• **EXERCISE DETAILS**
Set down word for word the lines that begin the entries and run through the line containing "use serde_json::Value;". Give nothing further.

[Records drawn from a dataset]
»»
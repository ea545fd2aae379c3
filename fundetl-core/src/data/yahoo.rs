//! Yahoo Finance fundamentals provider.
//!
//! Fetches statement line items from Yahoo's fundamentals-timeseries API, one
//! request per symbol, and pivots the per-item series into one row per
//! (symbol, asOfDate, periodType, currencyCode).
//!
//! Yahoo Finance has no official API and is subject to unannounced format
//! changes, so every decode failure is reported as `ResponseFormatChanged`.

use super::provider::{
    Credentials, DataError, FetchResult, StatementProvider, StatementRequest, StatementRow,
};
use reqwest::Url;
use serde::Deserialize;
use serde_json::Value;
use std::collections::BTreeMap;
use std::time::Duration;
use tracing::{debug, info, warn};

/// Earliest period Yahoo serves fundamentals for (1985-08-21).
const PERIOD1: i64 = 493_590_046;

/// Path below the base URL; the symbol is appended as one more segment.
const TIMESERIES_PATH: &[&str] = &["ws", "fundamentals-timeseries", "v1", "finance", "timeseries"];

/// Prefix Yahoo uses for trailing-twelve-month series.
const TRAILING_PREFIX: &str = "trailing";

/// Fundamentals-timeseries API response.
#[derive(Debug, Deserialize)]
struct TimeseriesResponse {
    timeseries: TimeseriesBody,
}

#[derive(Debug, Deserialize)]
struct TimeseriesBody {
    result: Option<Vec<Value>>,
    error: Option<ApiError>,
}

#[derive(Debug, Deserialize)]
struct ApiError {
    code: String,
    description: String,
}

#[derive(Debug, Deserialize)]
#[serde(rename_all = "camelCase")]
struct Observation {
    as_of_date: String,
    period_type: String,
    currency_code: Option<String>,
    reported_value: ReportedValue,
}

#[derive(Debug, Deserialize)]
struct ReportedValue {
    raw: f64,
}

type RowKey = (String, String, Option<String>);

/// Yahoo Finance fundamentals provider.
pub struct YahooFundamentalsProvider {
    client: reqwest::blocking::Client,
    base_url: Url,
}

impl YahooFundamentalsProvider {
    pub const DEFAULT_BASE_URL: &'static str = "https://query2.finance.yahoo.com";
    pub const DEFAULT_TIMEOUT: Duration = Duration::from_secs(30);

    pub fn new(base_url: impl AsRef<str>, timeout: Duration) -> Result<Self, DataError> {
        let raw = base_url.as_ref();
        let base_url = Url::parse(raw)
            .map_err(|e| DataError::Client(format!("invalid base URL '{raw}': {e}")))?;
        if base_url.cannot_be_a_base() {
            return Err(DataError::Client(format!(
                "base URL '{base_url}' cannot hold a path"
            )));
        }
        let client = reqwest::blocking::Client::builder()
            .timeout(timeout)
            .user_agent("Mozilla/5.0 (Windows NT 10.0; Win64; x64) AppleWebKit/537.36")
            .build()
            .map_err(|e| DataError::Client(e.to_string()))?;

        Ok(Self { client, base_url })
    }

    /// Provider pointed at the public Yahoo endpoint with a 30s timeout.
    pub fn with_defaults() -> Result<Self, DataError> {
        Self::new(Self::DEFAULT_BASE_URL, Self::DEFAULT_TIMEOUT)
    }

    /// Timeseries endpoint for `symbol`. The symbol is one percent-encoded
    /// path segment, so `BRK/B` cannot escape into the path.
    fn timeseries_url(&self, symbol: &str) -> Result<Url, DataError> {
        let mut url = self.base_url.clone();
        url.path_segments_mut()
            .map_err(|()| {
                DataError::Client(format!("base URL '{}' cannot hold a path", self.base_url))
            })?
            .pop_if_empty()
            .extend(TIMESERIES_PATH)
            .push(symbol);
        Ok(url)
    }

    /// Yahoo type names for a request, e.g. `quarterlyTotalRevenue`.
    fn type_names(request: &StatementRequest<'_>) -> Vec<String> {
        let prefix = request.frequency.type_prefix();
        let mut types: Vec<String> = request
            .line_items
            .iter()
            .map(|item| format!("{prefix}{item}"))
            .collect();
        if request.trailing {
            types.extend(
                request
                    .line_items
                    .iter()
                    .map(|item| format!("{TRAILING_PREFIX}{item}")),
            );
        }
        types
    }

    /// Strip the frequency or trailing prefix from a Yahoo type name.
    fn line_item_name<'t>(type_name: &'t str, request: &StatementRequest<'_>) -> Option<&'t str> {
        type_name
            .strip_prefix(request.frequency.type_prefix())
            .or_else(|| {
                request
                    .trailing
                    .then(|| type_name.strip_prefix(TRAILING_PREFIX))
                    .flatten()
            })
    }

    /// Pivot a timeseries response into rows for one symbol, sorted by date.
    fn parse_response(
        symbol: &str,
        resp: TimeseriesResponse,
        request: &StatementRequest<'_>,
    ) -> Result<Vec<StatementRow>, DataError> {
        if let Some(err) = resp.timeseries.error {
            if err.code == "Not Found" {
                warn!(symbol, "provider has no fundamentals for symbol");
                return Ok(Vec::new());
            }
            return Err(DataError::ResponseFormatChanged(format!(
                "{}: {}",
                err.code, err.description
            )));
        }

        let series = resp.timeseries.result.unwrap_or_default();
        let mut grouped: BTreeMap<RowKey, BTreeMap<String, f64>> = BTreeMap::new();

        for entry in &series {
            let type_name = entry
                .pointer("/meta/type/0")
                .and_then(Value::as_str)
                .ok_or_else(|| {
                    DataError::ResponseFormatChanged(format!("series without meta.type for {symbol}"))
                })?;

            let Some(item) = Self::line_item_name(type_name, request) else {
                debug!(symbol, type_name, "skipping unrequested series");
                continue;
            };

            // Series with no observations carry only meta and timestamp.
            let Some(points) = entry.get(type_name).and_then(Value::as_array) else {
                continue;
            };

            for point in points.iter().filter(|p| !p.is_null()) {
                let obs: Observation = serde_json::from_value(point.clone()).map_err(|e| {
                    DataError::ResponseFormatChanged(format!(
                        "bad observation in {type_name} for {symbol}: {e}"
                    ))
                })?;
                grouped
                    .entry((obs.as_of_date, obs.period_type, obs.currency_code))
                    .or_default()
                    .insert(item.to_string(), obs.reported_value.raw);
            }
        }

        Ok(grouped
            .into_iter()
            .map(|((as_of_date, period_type, currency_code), values)| StatementRow {
                symbol: symbol.to_string(),
                as_of_date,
                period_type,
                currency_code,
                values,
            })
            .collect())
    }

    fn fetch_symbol(
        &self,
        symbol: &str,
        types: &str,
        period2: i64,
        request: &StatementRequest<'_>,
        (user, pass): (&str, &str),
    ) -> Result<Vec<StatementRow>, DataError> {
        let period1 = PERIOD1.to_string();
        let period2 = period2.to_string();
        let resp = self
            .client
            .get(self.timeseries_url(symbol)?)
            .query(&[
                ("symbol", symbol),
                ("type", types),
                ("period1", period1.as_str()),
                ("period2", period2.as_str()),
            ])
            .basic_auth(user, Some(pass))
            .send()
            .map_err(|e| DataError::NetworkUnreachable(format!("{symbol}: {e}")))?;

        let status = resp.status();
        if status == reqwest::StatusCode::UNAUTHORIZED || status == reqwest::StatusCode::FORBIDDEN {
            return Err(DataError::AuthenticationRequired(format!(
                "provider rejected credentials (HTTP {status})"
            )));
        }
        if !status.is_success() {
            return Err(DataError::HttpStatus {
                symbol: symbol.to_string(),
                status: status.as_u16(),
            });
        }

        let body: TimeseriesResponse = resp.json().map_err(|e| {
            DataError::ResponseFormatChanged(format!("failed to parse response for {symbol}: {e}"))
        })?;

        Self::parse_response(symbol, body, request)
    }
}

impl StatementProvider for YahooFundamentalsProvider {
    fn name(&self) -> &str {
        "yahoo_fundamentals"
    }

    fn fetch_statement(
        &self,
        symbols: &[&str],
        request: &StatementRequest<'_>,
        credentials: &Credentials,
    ) -> Result<FetchResult, DataError> {
        let login = credentials.require()?;
        let types = Self::type_names(request).join(",");
        let period2 = chrono::Utc::now().timestamp();

        let mut rows = Vec::new();
        for symbol in symbols {
            let symbol_rows = self.fetch_symbol(symbol, &types, period2, request, login)?;
            info!(symbol, rows = symbol_rows.len(), "fetched statement");
            rows.extend(symbol_rows);
        }

        if rows.is_empty() {
            return Err(DataError::ResponseFormatChanged(format!(
                "no statement rows returned for {}",
                symbols.join(", ")
            )));
        }

        Ok(FetchResult {
            line_items: request.line_items.iter().map(|s| s.to_string()).collect(),
            rows,
        })
    }
}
««
• **EXPECTED OUTPUT**
repository ea545fd2aae379c3
filename fundetl-core/src/data/yahoo.rs
//! Yahoo Finance fundamentals provider.
//!
//! Fetches statement line items from Yahoo's fundamentals-timeseries API, one
//! request per symbol, and pivots the per-item series into one row per
//! (symbol, asOfDate, periodType, currencyCode).
//!
//! Yahoo Finance has no official API and is subject to unannounced format
//! changes, so every decode failure is reported as `ResponseFormatChanged`.

use super::provider::{
    Credentials, DataError, FetchResult, StatementProvider, StatementRequest, StatementRow,
};
use reqwest::Url;
use serde::Deserialize;
use serde_json::Value;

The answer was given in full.